With the advent of technologies including next-generation sequencing (NGS) and a technique known as karyomapping, it is now possible to use PGS and PGD on an embryo at the same time - that is, after performing only one embryo biopsy - and to use PGD to test for more than one condition at a time.
This has implications for the way embryo testing is regulated, under both national law (the Human Fertilisation and Embryology Acts of 1990 and 2008) and international conventions (the European Conventions on Human Rights and Fundamental Freedoms and on Human Rights and Biomedicine).
Earlier this year, the HFEA (Human Fertilisation and Embryology Authority) solicited views on how it should regulate PGS and PGD, in light of the latest scientific advances. Two sections of the HFEA's Code of Practice (the Guidance Notes on PGS and on Embryo Testing and Sex Selection) have since been updated.
To whom should PGS and PGD be offered?
What does law and regulation currently permit?
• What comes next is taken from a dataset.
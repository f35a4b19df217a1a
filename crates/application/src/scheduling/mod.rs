//! Free-slot computation over a bounded day window

mod free_slots;

pub use free_slots::{DEFAULT_MIN_SLOT_MINUTES, compute_free_slots};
Might this change in future?
How many conditions should be looked for?
What are the implications of the latest embryo testing techniques for the cost of treatment cycles?
The more we know about embryos, the fewer embryos may appear suitable for transfer. How to manage this fact, when patients may not have many embryos to start with?
What sort of consent must be obtained from patients and when? What sort of counselling should be provided, and when? Should counselling be optional or mandatory? Should it be made available to patients' wider families?
NGS and karyomapping create new possibilities for incidental findings - that is, discoveries with implications for the health of a future child that are not related to the reason the embryo was tested. What can lawfully be done with these findings? What should be done with these findings?
New technologies create a greater need for embryo biopsies, embryo freezing and the interpretation of (increasingly complex) test results. Can professional competence and resources keep up? To what extent does responsibility for monitoring this rest with the HFEA?
Who has responsibility for the data from embryo tests? If an embryo is selected for transfer and results in a child, should that child - later in life - be able to access the data?
A panel of experts with different perspectives will debate these questions. In the PET tradition, much of the event's running time will be devoted to letting the audience put questions and comments to the speakers.